Question

(a) The curve with equation \({y^{\rm{2}}} = {x^{\rm{3}}} + {\rm{3}}{{\rm{x}}^{\rm{2}}}\) is called the Tschirnhausen cubic. Find an equation of the tangent line to this curve at the point \(\left( {{\rm{1,}} - {\rm{2}}} \right)\).

(b) At what points does this curve have a horizontal tangent?

(c) Illustrate parts (a) and (b) by graphing the curve and the tangent lines on a common screen.

Short answer

The equation of tangent line to curve \({y^{\rm{2}}} = {x^{\rm{3}}} + {\rm{3}}{{\rm{x}}^{\rm{2}}}\)is \( - \frac{{\rm{9}}}{{\rm{4}}}\), its horizontal tangent are at points \(\left( { - {\rm{2}}, - {\rm{2}}} \right)\) and \(\left( { - {\rm{2}},{\rm{2}}} \right)\), and, graph of curve with the tangent lines is,

Step-by-step solution

Given Information

The given equation of Tschirnhausen curve is \({y^{\rm{2}}} = {x^{\rm{3}}} + {\rm{3}}{{\rm{x}}^{\rm{2}}}\) and a point on the curve is \(\left( {{\rm{1,}} - {\rm{2}}} \right)\).

Definition of Derivative

The derivative of a real-valued function measures the sensitivity of the function's value (output value) to changes in its argument in mathematics (input value).

Derivative of curve

(a) The equation that is found by differentiating a curve is the equation of tangent.
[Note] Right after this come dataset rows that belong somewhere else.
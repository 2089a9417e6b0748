use std::sync::Arc;

use tracing_subscriber::EnvFilter;

use caresage::api;
use caresage::config;
use caresage::state::AppState;

#[tokio::main]
async fn main() {
    tracing_subscriber::fmt()
        .with_env_filter(
            EnvFilter::try_from_default_env()
                .unwrap_or_else(|_| EnvFilter::new(config::default_log_filter())),
        )
        .init();

    tracing::info!("CareSage starting v{}", config::APP_VERSION);

    let state = match AppState::load() {
        Ok(state) => Arc::new(state),
        Err(e) => {
            tracing::error!("Startup failed: {e}");
            std::process::exit(1);
        }
    };

    if let Err(e) = api::serve(state, &config::bind_addr()).await {
        tracing::error!("Server error: {e}");
        std::process::exit(1);
    }
}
Differentiate the equation of curve\({y^{\rm{2}}} = {x^{\rm{3}}} + {\rm{3}}{{\rm{x}}^{\rm{2}}}\) with respect to \(x\).

\(\begin{array}{c}{y^{\rm{2}}} = {x^{\rm{3}}} + {\rm{3}}{{\rm{x}}^{\rm{2}}}\\{\rm{2}}y\frac{{dy}}{{dx}} = {\rm{3}}{{\rm{x}}^{\rm{2}}} + {\rm{6x}}\\\frac{{dy}}{{dx}} = \frac{{{\rm{3x}}\left( {x + {\rm{2}}} \right)}}{{{\rm{2}}y}}\end{array}\)

Find the equation of tangent at \(\left( {{\rm{1,}} - {\rm{2}}} \right)\) point.

\(\begin{array}{c}\frac{{dy}}{{dx}} = \frac{{{\rm{3x}}\left( {x + {\rm{2}}} \right)}}{{{\rm{2}}y}}\\{\left( {\frac{{dy}}{{dx}}} \right)_{\left( {{\rm{1,}} - {\rm{2}}} \right)}} = \frac{{{\rm{3}}\left( {\rm{1}} \right)\left( {{\rm{1}} + {\rm{2}}} \right)}}{{{\rm{2}}\left( { - {\rm{2}}} \right)}}\\{\left( {\frac{{dy}}{{dx}}} \right)_{\left( {{\rm{1,}} - {\rm{2}}} \right)}} = - \frac{{\rm{9}}}{{\rm{4}}}\end{array}\)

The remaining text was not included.